1B. Eating as an addiction (patient level) - “If certain types of foods were illegal, would it be all that much different from illicit substances? Probably not. A lot of people are addicted to certain types of calories.”
- “When I talk to patients, I liken it to other addictions, like tobacco or drugs. You know, except it’s calories. You have to change who you hang out with, where you go…”
1C. Having prior weight loss failures (patient level) - “Most of the morbidly obese patients we see have, at least once in their adult life, tried to lose weight or tried to manage their weight. Prior failures, I think, for a lot of my morbidly obese patients,…is a big barrier to them feeling like they could be successful if they embarked again on an attempt to lose weight.”
1D. Being in denial/making excuses (patient level) - “If you talk to him, he swears he’s under 2,000 calories a day. You talk to his wife, and she says he’s eating bags of potato chips and boxes of food and, you know, a whole chicken at a time.”
1E. Limited physical mobility (patient level) - “It’s hard to exercise when your [BMI is] 46. You’re just creaky. It’s hard to get moving and probably takes a lot of energy expended to actually move. But I find with these morbidly obese patients, it’s very hard to find some kind of aerobic exercise that they can actually do.”
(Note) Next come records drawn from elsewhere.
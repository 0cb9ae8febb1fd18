//! Session-level repository operations
//!
//! These run inside whatever unit of work the caller supplies; the
//! repository decides whether that is a fresh lifecycle or a joined one.
//! Every row loaded or written is tracked on the session.

use crate::errors::{from_rusqlite, Result};
use crate::locks::{LockMode, RowKey};
use crate::query::QueryParams;
use crate::session::Session;
use lookupdao_core::entity::{quote_ident, Entity, EntityDescriptor, Marker};
use lookupdao_core::errors::DaoError;
use lookupdao_core::Criteria;
use rusqlite::types::{FromSql, Value};
use rusqlite::{params_from_iter, OptionalExtension};
use std::collections::{HashMap, HashSet};

pub(crate) fn row_key<T: Entity>(id: i64) -> RowKey {
    RowKey::new(T::TABLE, id)
}

fn select_by_id_sql<T: Entity>(d: &EntityDescriptor<T>) -> String {
    format!(
        "SELECT {} FROM {} WHERE {} = ?",
        d.select_list(),
        d.quoted_table(),
        d.quoted_id_column()
    )
}

/// Load one row by identifier, locking it first in exclusive mode
pub(crate) fn fetch<T: Entity>(
    session: &mut Session,
    d: &EntityDescriptor<T>,
    id: i64,
    mode: LockMode,
) -> Result<Option<T>> {
    let key = row_key::<T>(id);
    let already_held = session.holds_lock(key);
    session.lock(key, mode)?;

    let found = session
        .connection()?
        .query_row(&select_by_id_sql(d), [id], |row| d.from_row(row))
        .optional()
        .map_err(from_rusqlite("fetch"))?;

    match &found {
        Some(entity) => session.track(key, d.values(entity)),
        None if mode == LockMode::ExclusiveNoWait && !already_held => session.unlock(key),
        None => {}
    }
    Ok(found)
}

/// Load rows by identifier in requested order, skipping misses and duplicates
pub(crate) fn fetch_many<T: Entity>(
    session: &mut Session,
    d: &EntityDescriptor<T>,
    ids: &[i64],
    mode: LockMode,
) -> Result<Vec<T>> {
    let mut seen = HashSet::new();
    let unique: Vec<i64> = ids.iter().copied().filter(|id| seen.insert(*id)).collect();
    if unique.is_empty() {
        return Ok(Vec::new());
    }

    let mut newly_locked = Vec::new();
    for id in &unique {
        let key = row_key::<T>(*id);
        if !session.holds_lock(key) {
            session.lock(key, mode)?;
            newly_locked.push(key);
        }
    }

    let sql = format!(
        "SELECT {} FROM {} WHERE {} IN ({})",
        d.select_list(),
        d.quoted_table(),
        d.quoted_id_column(),
        vec!["?"; unique.len()].join(", ")
    );
    let mut by_id: HashMap<i64, T> = HashMap::with_capacity(unique.len());
    {
        let conn = session.connection()?;
        let mut stmt = conn.prepare(&sql).map_err(from_rusqlite("fetch_many"))?;
        let rows = stmt
            .query_map(params_from_iter(unique.iter()), |row| d.from_row(row))
            .map_err(from_rusqlite("fetch_many"))?;
        for row in rows {
            let entity = row.map_err(from_rusqlite("fetch_many"))?;
            if let Some(id) = d.id_of(&entity) {
                by_id.insert(id, entity);
            }
        }
    }

    let mut found = Vec::with_capacity(by_id.len());
    for id in unique {
        let key = row_key::<T>(id);
        match by_id.remove(&id) {
            Some(entity) => {
                session.track(key, d.values(&entity));
                found.push(entity);
            }
            None if mode == LockMode::ExclusiveNoWait && newly_locked.contains(&key) => {
                session.unlock(key)
            }
            None => {}
        }
    }
    Ok(found)
}

/// Rows matching `criteria`, ordered by identifier unless an order is given
pub(crate) fn select<T: Entity>(
    session: &mut Session,
    d: &EntityDescriptor<T>,
    criteria: &Criteria,
    page: Option<(usize, usize)>,
) -> Result<Vec<T>> {
    let filter = criteria.render_where(d)?;
    let order = criteria.render_order(d, true)?;
    let mut params = filter.params;
    let mut sql = format!(
        "SELECT {} FROM {}{}{}",
        d.select_list(),
        d.quoted_table(),
        filter.sql,
        order
    );
    if let Some((limit, offset)) = page {
        sql.push_str(" LIMIT ? OFFSET ?");
        params.push(Value::Integer(limit as i64));
        params.push(Value::Integer(offset as i64));
    }
    query_rows(session, d, &sql, &params)
}

/// Run a positional-parameter select and map rows through the descriptor
pub(crate) fn query_rows<T: Entity>(
    session: &mut Session,
    d: &EntityDescriptor<T>,
    sql: &str,
    params: &[Value],
) -> Result<Vec<T>> {
    let entities = {
        let mut stmt = session
            .connection()?
            .prepare(sql)
            .map_err(from_rusqlite("select"))?;
        let rows = stmt
            .query_map(params_from_iter(params.iter()), |row| d.from_row(row))
            .map_err(from_rusqlite("select"))?;
        rows.collect::<rusqlite::Result<Vec<T>>>()
            .map_err(from_rusqlite("select"))?
    };
    track_all(session, d, &entities);
    Ok(entities)
}

/// Run a named-parameter select and map rows through the descriptor
pub(crate) fn query_named<T: Entity>(
    session: &mut Session,
    d: &EntityDescriptor<T>,
    sql: &str,
    params: &QueryParams,
) -> Result<Vec<T>> {
    let entities = {
        let mut stmt = session
            .connection()?
            .prepare(sql)
            .map_err(from_rusqlite("select_query"))?;
        let rows = stmt
            .query_map(params.bind().as_slice(), |row| d.from_row(row))
            .map_err(from_rusqlite("select_query"))?;
        rows.collect::<rusqlite::Result<Vec<T>>>()
            .map_err(from_rusqlite("select_query"))?
    };
    track_all(session, d, &entities);
    Ok(entities)
}

fn track_all<T: Entity>(session: &mut Session, d: &EntityDescriptor<T>, entities: &[T]) {
    for entity in entities {
        if let Some(id) = d.id_of(entity) {
            session.track(row_key::<T>(id), d.values(entity));
        }
    }
}

pub(crate) fn count<T: Entity>(
    session: &mut Session,
    d: &EntityDescriptor<T>,
    criteria: &Criteria,
) -> Result<u64> {
    let filter = criteria.render_where(d)?;
    let sql = format!("SELECT COUNT(*) FROM {}{}", d.quoted_table(), filter.sql);
    let count: i64 = session
        .connection()?
        .query_row(&sql, params_from_iter(filter.params.iter()), |row| row.get(0))
        .map_err(from_rusqlite("count"))?;
    Ok(count.max(0) as u64)
}

/// `SUM`, `MIN` or `MAX` over a numeric attribute; `None` when nothing matches
pub(crate) fn aggregate<T: Entity, N: FromSql>(
    session: &mut Session,
    d: &EntityDescriptor<T>,
    criteria: &Criteria,
    function: &str,
    attribute: &str,
) -> Result<Option<N>> {
    let attr = d.require(attribute)?;
    if !attr.sql_type().is_numeric() {
        return Err(DaoError::validation(format!(
            "cannot apply {} to non-numeric attribute '{}' of {}",
            function,
            attribute,
            T::NAME
        )));
    }

    let filter = criteria.render_where(d)?;
    let sql = format!(
        "SELECT {}({}) FROM {}{}",
        function,
        quote_ident(attr.column()),
        d.quoted_table(),
        filter.sql
    );
    session
        .connection()?
        .query_row(&sql, params_from_iter(filter.params.iter()), |row| {
            row.get::<_, Option<N>>(0)
        })
        .map_err(from_rusqlite("aggregate"))
}

/// Whether a row with `column = value` exists, projecting only the identifier
pub(crate) fn exists_by<T: Entity>(
    session: &mut Session,
    d: &EntityDescriptor<T>,
    column: &str,
    value: Value,
) -> Result<bool> {
    let sql = format!(
        "SELECT {} FROM {} WHERE {} = ? LIMIT 1",
        d.quoted_id_column(),
        d.quoted_table(),
        quote_ident(column)
    );
    let found: Option<i64> = session
        .connection()?
        .query_row(&sql, [value], |row| row.get(0))
        .optional()
        .map_err(from_rusqlite("exists"))?;
    Ok(found.is_some())
}

fn stored_values<T: Entity>(
    session: &Session,
    d: &EntityDescriptor<T>,
    id: i64,
) -> Result<Option<Vec<Value>>> {
    let width = d.attributes().len();
    session
        .connection()?
        .query_row(&select_by_id_sql(d), [id], |row| {
            (0..width).map(|i| row.get::<_, Value>(i)).collect()
        })
        .optional()
        .map_err(from_rusqlite("refresh"))
}

/// Insert-or-update one entity, returning it with its identifier populated
pub(crate) fn upsert<T: Entity>(
    session: &mut Session,
    d: &EntityDescriptor<T>,
    mut entity: T,
) -> Result<T> {
    let Some(id) = d.id_of(&entity) else {
        return insert(session, d, entity);
    };

    let key = row_key::<T>(id);
    session.lock_for_write(key)?;

    match stored_values(session, d, id)? {
        None => entity.pre_persist(),
        Some(current) if session.is_tracked(key) => session.track(key, current),
        Some(_) => {}
    }

    let columns: Vec<&str> = d.attributes().iter().map(|a| a.column()).collect();
    let updates = d
        .attributes()
        .iter()
        .filter(|a| a.marker() != Some(Marker::Identifier))
        .map(|a| format!("{0} = excluded.{0}", quote_ident(a.column())))
        .collect::<Vec<_>>()
        .join(", ");
    let sql = format!(
        "INSERT INTO {} ({}) VALUES ({}) ON CONFLICT({}) DO UPDATE SET {}",
        d.quoted_table(),
        columns.iter().map(|c| quote_ident(c)).collect::<Vec<_>>().join(", "),
        vec!["?"; columns.len()].join(", "),
        d.quoted_id_column(),
        updates
    );

    let values = d.values(&entity);
    session
        .connection()?
        .execute(&sql, params_from_iter(values.iter()))
        .map_err(from_rusqlite("upsert"))?;
    session.track(key, values);
    Ok(entity)
}

fn insert<T: Entity>(session: &mut Session, d: &EntityDescriptor<T>, mut entity: T) -> Result<T> {
    entity.pre_persist();

    let (columns, values): (Vec<String>, Vec<Value>) = d
        .attributes()
        .iter()
        .filter(|a| a.marker() != Some(Marker::Identifier))
        .map(|a| (quote_ident(a.column()), a.get(&entity)))
        .unzip();
    let sql = format!(
        "INSERT INTO {} ({}) VALUES ({})",
        d.quoted_table(),
        columns.join(", "),
        vec!["?"; columns.len()].join(", ")
    );

    let id = {
        let conn = session.connection()?;
        conn.execute(&sql, params_from_iter(values.iter()))
            .map_err(from_rusqlite("insert"))?;
        conn.last_insert_rowid()
    };
    d.set_id(&mut entity, id)?;

    let key = row_key::<T>(id);
    session.lock_for_write(key)?;
    session.track(key, d.values(&entity));
    Ok(entity)
}

/// Overwrite the stored row `id` with `entity`
pub(crate) fn write_row<T: Entity>(
    session: &mut Session,
    d: &EntityDescriptor<T>,
    id: i64,
    mut entity: T,
) -> Result<T> {
    d.set_id(&mut entity, id)?;
    let key = row_key::<T>(id);
    session.lock_for_write(key)?;

    let mut assignments = Vec::new();
    let mut values = Vec::new();
    for attr in d.attributes() {
        if attr.marker() != Some(Marker::Identifier) {
            assignments.push(format!("{} = ?", quote_ident(attr.column())));
            values.push(attr.get(&entity));
        }
    }
    values.push(Value::Integer(id));
    let sql = format!(
        "UPDATE {} SET {} WHERE {} = ?",
        d.quoted_table(),
        assignments.join(", "),
        d.quoted_id_column()
    );

    session
        .connection()?
        .execute(&sql, params_from_iter(values.iter()))
        .map_err(from_rusqlite("update"))?;
    session.track(key, d.values(&entity));
    Ok(entity)
}

/// Read `id`, hand it to `updater` and write back what it returns
pub(crate) fn update_with<T, F>(
    session: &mut Session,
    d: &EntityDescriptor<T>,
    id: i64,
    mode: LockMode,
    updater: F,
) -> Result<bool>
where
    T: Entity,
    F: FnOnce(Option<T>) -> Option<T>,
{
    // Row locks come before the first statement opens the write transaction
    if mode == LockMode::Shared {
        session.lock_for_write(row_key::<T>(id))?;
    }
    let Some(current) = fetch(session, d, id, mode)? else {
        return Ok(false);
    };
    match updater(Some(current)) {
        Some(updated) => {
            write_row(session, d, id, updated)?;
            Ok(true)
        }
        None => Ok(false),
    }
}

/// Persist `entity` if it differs from the session's snapshot of its row
pub(crate) fn flush_if_dirty<T: Entity>(
    session: &mut Session,
    d: &EntityDescriptor<T>,
    entity: &T,
) -> Result<bool> {
    let Some(id) = d.id_of(entity) else {
        return Ok(false);
    };
    let values = d.values(entity);
    if session.snapshot(row_key::<T>(id)) == Some(values.as_slice()) {
        return Ok(false);
    }
    write_row(session, d, id, entity.clone())?;
    Ok(true)
}

/// Execute a named-parameter statement, returning the affected-row count
pub(crate) fn execute_update(session: &mut Session, sql: &str, params: &QueryParams) -> Result<usize> {
    let mut stmt = session
        .connection()?
        .prepare(sql)
        .map_err(from_rusqlite("update_query"))?;
    stmt.execute(params.bind().as_slice())
        .map_err(from_rusqlite("update_query"))
}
2. Feeling ineffective in helping patients lose weight (practitioner level) - “I have a panel of 1,500 patients at this point. I can think of one that has successfully lost fifty, sixty pounds. It was similar to this patient. But that’s one out of probably a thousand morbidly obese patients.”
- “If it is a case like his wife made him come in, he’s probably not going to be too interested in making a whole lot of changes in all these things. And that impacts how much I’m going to bang my head against the wall, as well as what I’m going to kind of expect.”
3A. Poor reimbursement for services (system level) - “I’ve had some roadblocks, where people are obese or morbidly obese and I’ve tried to refer them for dietary counseling, and [we were] denied because whatever insurance they had, they could get dietary counseling for diabetes only, not for obesity.”
3B. Culture promoting obesity (system level) - “In America, we don’t eat because we’re hungry. We eat for comfort. We eat for pleasure. We eat for socializing.”